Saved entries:
-.-.-
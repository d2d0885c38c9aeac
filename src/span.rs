use serde::{Deserialize, Serialize};

/// A source location: file ID, byte offset range, and the 1-based
/// line/column of the first byte as reported by the parser.
#[derive(Clone, Copy, Debug, Default, PartialEq, Eq, Serialize, Deserialize)]
#[serde(default)]
pub struct Span {
    pub file_id: u16,
    pub start: u32,
    pub end: u32,
    pub line: u32,
    pub column: u32,
}

impl Span {
    pub fn new(file_id: u16, start: u32, end: u32) -> Self {
        Self {
            file_id,
            start,
            end,
            line: 0,
            column: 0,
        }
    }

    /// A span that only knows its line and column.
    pub fn at(line: u32, column: u32) -> Self {
        Self {
            file_id: 0,
            start: 0,
            end: 0,
            line,
            column,
        }
    }

    pub fn dummy() -> Self {
        Self::default()
    }

    pub fn location(&self) -> String {
        format!("line {}, column {}", self.line, self.column)
    }
}

/// A value annotated with its source span.
#[derive(Clone, Debug, PartialEq, Serialize, Deserialize)]
pub struct Spanned<T> {
    pub node: T,
    #[serde(default)]
    pub span: Span,
}

impl<T> Spanned<T> {
    pub fn new(node: T, span: Span) -> Self {
        Self { node, span }
    }

    pub fn dummy(node: T) -> Self {
        Self {
            node,
            span: Span::dummy(),
        }
    }

    pub fn map<U>(self, f: impl FnOnce(T) -> U) -> Spanned<U> {
        Spanned {
            node: f(self.node),
            span: self.span,
        }
    }
}

#[cfg(test)]
mod tests {
    use super::*;

    #[test]
    fn test_location_text() {
        assert_eq!(Span::at(3, 14).location(), "line 3, column 14");
    }

    #[test]
    fn test_spanned_deserializes_without_span() {
        let s: Spanned<String> = serde_json::from_str(r#"{"node": "x"}"#).unwrap();
        assert_eq!(s.node, "x");
        assert_eq!(s.span, Span::dummy());
    }
}
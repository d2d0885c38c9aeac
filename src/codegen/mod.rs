//! CodeGen: lowers an Aero AST into an IR `Module`.
//!
//! The translator walks each function body depth-first and talks to the
//! IR only through `IrBuilder`. Every lowering step returns
//! `GenResult<T>`; the first error inside a function aborts that function
//! (its partial body is discarded) and translation moves on to the next
//! one, so a single run reports one diagnostic per broken function.
//!
//! Split by concern:
//! - `types`    source types, promotion, the coercion matrix
//! - `scope`    name → slot frames with a drop guard
//! - `expr`     expression dispatch, literals, identifiers, unary ops
//! - `binop`    binary operators including string concatenation
//! - `cond`     short-circuit guards and if/while/for lowering
//! - `stmt`     declarations, assignment, return, break
//! - `array`    stack/heap arrays, bounds checks, literals
//! - `call`     user calls, method calls, struct objects
//! - `cast`     explicit casts and value-to-text formatting
//! - `builtins` the builtin function table
//! - `func`     signatures, bodies, entry synthesis
//! - `inline`   inline asm and foreign C/C++ blocks

mod array;
mod binop;
mod builtins;
mod call;
mod cast;
mod cond;
mod expr;
mod func;
mod inline;
mod scope;
mod stmt;
mod types;
#[cfg(test)]
mod tests;

use std::collections::BTreeMap;

use crate::ast::{File, Item};
use crate::config::GenConfig;
use crate::diagnostic::Diagnostic;
use crate::ir::{BlockId, IrBuilder, Module, Param, Type};
use crate::span::Span;

pub use array::{ArrayInfo, ArrayStorage};
pub use builtins::{Arity, Builtin, BuiltinFn, BuiltinTable};
pub use scope::{ScopeStack, Slot};
pub use types::{literal_is_integral, promoted, scalar_type, type_name, Coercion, MAX_ARRAY_DIMS};

pub(crate) type GenResult<T> = Result<T, Diagnostic>;

// ─── Signatures ────────────────────────────────────────────────────

#[derive(Debug, Clone, PartialEq)]
pub struct ParamSig {
    pub name: String,
    /// Source-level type: `Struct(..)` for objects passed by address.
    pub ty: Type,
    pub array: Option<ArrayInfo>,
}

impl ParamSig {
    /// IR parameters for this source parameter: the value itself, then one
    /// hidden `i32` length per array dimension.
    pub fn ir_params(&self) -> Vec<Param> {
        // structs cross calls by address
        let ty = if self.ty.is_struct() { Type::PTR } else { self.ty.clone() };
        let mut out = vec![Param::new(self.name.clone(), ty)];
        match self.array.as_ref().map(ArrayInfo::rank) {
            Some(1) => out.push(Param::new(format!("{}.len", self.name), Type::I32)),
            Some(_) => {
                out.push(Param::new(format!("{}.rows", self.name), Type::I32));
                out.push(Param::new(format!("{}.cols", self.name), Type::I32));
            }
            None => {}
        }
        out
    }
}

/// A user function or method as seen by callers.
#[derive(Debug, Clone, PartialEq)]
pub struct FnSig {
    /// IR symbol (`user_main` for the user's `main`, `Type__method` for
    /// methods).
    pub symbol: String,
    pub params: Vec<ParamSig>,
    pub ret: Type,
}

/// Result of translating one file: the module plus every diagnostic.
#[derive(Debug)]
pub struct GenOutput {
    pub module: Module,
    pub diagnostics: Vec<Diagnostic>,
}

// ─── CodeGen ───────────────────────────────────────────────────────

pub struct CodeGen<'b> {
    pub(crate) ir: IrBuilder,
    pub(crate) scopes: ScopeStack,
    /// Source name → signature of every user function.
    pub(crate) functions: BTreeMap<String, FnSig>,
    /// Method symbol → signature (first parameter is `self`).
    pub(crate) methods: BTreeMap<String, FnSig>,
    /// Exit blocks of the enclosing loops, innermost last.
    pub(crate) loop_exits: Vec<BlockId>,
    /// Return type of the function being lowered.
    pub(crate) current_ret: Type,
    pub(crate) label_counter: u32,
    pub(crate) builtins: &'b BuiltinTable,
    pub(crate) config: GenConfig,
    pub(crate) diagnostics: Vec<Diagnostic>,
}

impl<'b> CodeGen<'b> {
    pub fn new(module_name: &str, builtins: &'b BuiltinTable) -> Self {
        Self {
            ir: IrBuilder::new(module_name),
            scopes: ScopeStack::new(),
            functions: BTreeMap::new(),
            methods: BTreeMap::new(),
            loop_exits: Vec::new(),
            current_ret: Type::VOID,
            label_counter: 0,
            builtins,
            config: GenConfig::default(),
            diagnostics: Vec::new(),
        }
    }

    // ── Builder-pattern configuration ─────────────────────────────

    pub fn with_config(mut self, config: GenConfig) -> Self {
        self.ir = self
            .ir
            .with_alloc_strategy(config.alloc_strategy())
            .with_opt_level(config.opt_level());
        self.config = config;
        self
    }

    pub fn with_module_name(mut self, name: &str) -> Self {
        self.ir.module.name = name.to_string();
        self
    }

    // ── Top-level entry: build_file ───────────────────────────────

    /// Translate a whole file. Struct types and signatures are registered
    /// before any body is lowered, so forward and recursive calls resolve.
    pub fn build_file(mut self, file: &File) -> GenOutput {
        log::debug!("translating '{}' into {}", file.name, self.ir.module().name);

        // ── Pre-scan: struct types ──
        for item in &file.items {
            if let Item::Struct(def) = &item.node {
                if let Err(d) = self.declare_struct(def) {
                    self.diagnostics.push(d);
                }
            }
        }

        // ── Pre-scan: signatures ──
        let mut pending = Vec::new();
        for item in &file.items {
            match &item.node {
                Item::Fn(def) => match self.declare_fn(def, None) {
                    Ok(sig) => pending.push((def, sig)),
                    Err(d) => self.diagnostics.push(d),
                },
                Item::Struct(def) => {
                    for method in &def.methods {
                        match self.declare_fn(method, Some(&def.name.node)) {
                            Ok(sig) => pending.push((method, sig)),
                            Err(d) => self.diagnostics.push(d),
                        }
                    }
                }
            }
        }

        // ── Bodies ──
        for (def, sig) in pending {
            if let Err(d) = self.build_fn(def, &sig) {
                log::debug!("discarding body of @{}: {}", sig.symbol, d.message);
                self.diagnostics.push(d);
            }
        }

        if self.config.module.synthesize_entry {
            self.synthesize_entry();
        }

        GenOutput {
            module: self.ir.finish(),
            diagnostics: self.diagnostics,
        }
    }

    // ── Helpers ───────────────────────────────────────────────────

    /// Unique symbol with the given prefix: `prefix__N`.
    pub(crate) fn fresh_label(&mut self, prefix: &str) -> String {
        self.label_counter += 1;
        format!("{}__{}", prefix, self.label_counter)
    }

    pub(crate) fn warn(&mut self, message: impl Into<String>, span: Span) {
        let diag = Diagnostic::warning(message, span);
        log::debug!("{}", diag);
        self.diagnostics.push(diag);
    }
}
//! Blocks, guards, loops and returns.

use super::*;

fn if_else(cond: Spanned<Expr>, then: Vec<Spanned<Stmt>>, otherwise: Vec<Spanned<Stmt>>) -> Spanned<Stmt> {
    sp(Stmt::If {
        branches: vec![IfBranch {
            cond,
            body: block(then),
        }],
        else_block: Some(block(otherwise)),
    })
}

// ── Test: statements after a return are skipped ──

#[test]
fn dead_code_after_return_is_not_lowered() {
    let f = file(vec![func(
        "main",
        &[],
        Some("int"),
        vec![
            ret(Some(num(1.0))),
            expr_stmt(call("print", vec![num(2.0)])),
            expr_stmt(var("undefined_after_return")),
        ],
    )]);
    let out = translate(&f);
    assert!(errors(&out).is_empty(), "{:?}", out.diagnostics);
    let main = function(&out.module, "user_main");
    assert!(!main.callees().contains(&"printf"));
    assert_eq!(main.blocks.len(), 1);
}

// ── Test: if/else where both arms return drops the merge block ──

#[test]
fn if_chain_with_terminating_arms_has_no_merge_block() {
    let f = file(vec![func(
        "sign",
        &[("n", "int")],
        Some("int"),
        vec![if_else(
            bin(BinOp::Lt, var("n"), num(0.0)),
            vec![ret(Some(num(-1.0)))],
            vec![ret(Some(num(1.0)))],
        )],
    )]);
    let out = translate(&f);
    assert!(errors(&out).is_empty(), "{:?}", out.diagnostics);
    let sign = function(&out.module, "sign");
    assert!(sign.block_named("ifcont").is_none(), "{}", sign);
    assert!(sign.block_named("else").is_some());
    assert!(crate::ir::verify::verify_module(&out.module).is_ok());
}

#[test]
fn if_without_else_falls_through_to_merge() {
    let f = file(vec![func(
        "clamp",
        &[("n", "int")],
        Some("int"),
        vec![
            sp(Stmt::If {
                branches: vec![IfBranch {
                    cond: bin(BinOp::Gt, var("n"), num(10.0)),
                    body: block(vec![assign(Place::Var("n".into()), num(10.0))]),
                }],
                else_block: None,
            }),
            ret(Some(var("n"))),
        ],
    )]);
    let out = translate(&f);
    let clamp = function(&out.module, "clamp");
    assert!(clamp.block_named("ifcont").is_some(), "{}", clamp);
    assert!(crate::ir::verify::verify_module(&out.module).is_ok());
}

// ── Test: guards short-circuit, plain expressions do not ──

#[test]
fn guard_conjunction_short_circuits() {
    let cond = bin(
        BinOp::And,
        bin(BinOp::Gt, var("a"), num(0.0)),
        bin(BinOp::Gt, var("b"), num(0.0)),
    );
    let f = file(vec![func(
        "both",
        &[("a", "int"), ("b", "int")],
        Some("bool"),
        vec![if_else(cond, vec![ret(Some(sp(Expr::Literal(Literal::Bool(true)))))], vec![])],
    )]);
    let out = translate(&f);
    assert!(errors(&out).is_empty(), "{:?}", out.diagnostics);
    let both = function(&out.module, "both");
    assert!(both.block_named("land.rhs").is_some());
    assert!(both.to_string().contains("phi i1"), "{}", both);
}

#[test]
fn eager_logical_operators_outside_guards() {
    let f = file(vec![func(
        "either",
        &[("a", "bool"), ("b", "bool")],
        Some("bool"),
        vec![ret(Some(bin(BinOp::Or, var("a"), var("b"))))],
    )]);
    let out = translate(&f);
    let either = function(&out.module, "either");
    assert!(either.block_named("lor.rhs").is_none());
    assert_eq!(either.blocks.len(), 1);
}

// ── Test: loops and break ──

#[test]
fn while_loop_with_break() {
    let body = vec![
        sp(Stmt::CompoundAssign {
            op: BinOp::Add,
            place: sp(Place::Var("i".into())),
            value: num(1.0),
        }),
        sp(Stmt::If {
            branches: vec![IfBranch {
                cond: bin(BinOp::Eq, var("i"), num(5.0)),
                body: block(vec![sp(Stmt::Break)]),
            }],
            else_block: None,
        }),
    ];
    let f = file(vec![func(
        "count",
        &[],
        Some("int"),
        vec![
            decl("i", Some("int"), Some(num(0.0))),
            sp(Stmt::While {
                cond: sp(Expr::Literal(Literal::Bool(true))),
                body: block(body),
            }),
            ret(Some(var("i"))),
        ],
    )]);
    let out = translate(&f);
    assert!(errors(&out).is_empty(), "{:?}", out.diagnostics);
    let count = function(&out.module, "count");
    for label in ["while.header", "while.body", "while.exit"] {
        assert!(count.block_named(label).is_some(), "missing {}", label);
    }
    assert!(crate::ir::verify::verify_module(&out.module).is_ok());
}

#[test]
fn for_loop_variable_is_scoped_to_loop() {
    let f = file(vec![func(
        "sum",
        &[],
        Some("int"),
        vec![
            decl("total", Some("int"), Some(num(0.0))),
            sp(Stmt::For {
                init: Some(Box::new(decl("i", Some("int"), Some(num(0.0))))),
                cond: Some(bin(BinOp::Lt, var("i"), num(3.0))),
                step: Some(sp(Expr::Step {
                    op: StepOp::Inc,
                    place: sp(Place::Var("i".into())),
                })),
                body: block(vec![sp(Stmt::CompoundAssign {
                    op: BinOp::Add,
                    place: sp(Place::Var("total".into())),
                    value: var("i"),
                })]),
            }),
            ret(Some(var("i"))),
        ],
    )]);
    assert_eq!(errors(&translate(&f)), vec!["Undefined variable: i"]);
}

// ── Test: returns ──

#[test]
fn value_returned_from_void_function() {
    let f = file(vec![func("f", &[], None, vec![ret(Some(num(1.0)))])]);
    assert_eq!(
        errors(&translate(&f)),
        vec!["Cannot return a value from a void function"]
    );
}

#[test]
fn fall_through_returns_zero() {
    let f = file(vec![func("f", &[], Some("double"), vec![])]);
    let out = translate(&f);
    let text = function(&out.module, "f").to_string();
    assert!(text.contains("ret double"), "{}", text);
}

#[test]
fn string_returned_as_int_is_rejected() {
    let f = file(vec![func("f", &[], Some("int"), vec![ret(Some(text("no")))])]);
    let out = translate(&f);
    assert_eq!(errors(&out).len(), 1);
    assert!(function(&out.module, "f").is_declaration());
}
-.-.-
BRIEF: When the string "message" appears in a line of the records above, that line is to be copied.

OUTPUT FOR THIS EXERCISE:
                log::debug!("discarding body of @{}: {}", sig.symbol, d.message);
    pub(crate) fn warn(&mut self, message: impl Into<String>, span: Span) {
        let diag = Diagnostic::warning(message, span);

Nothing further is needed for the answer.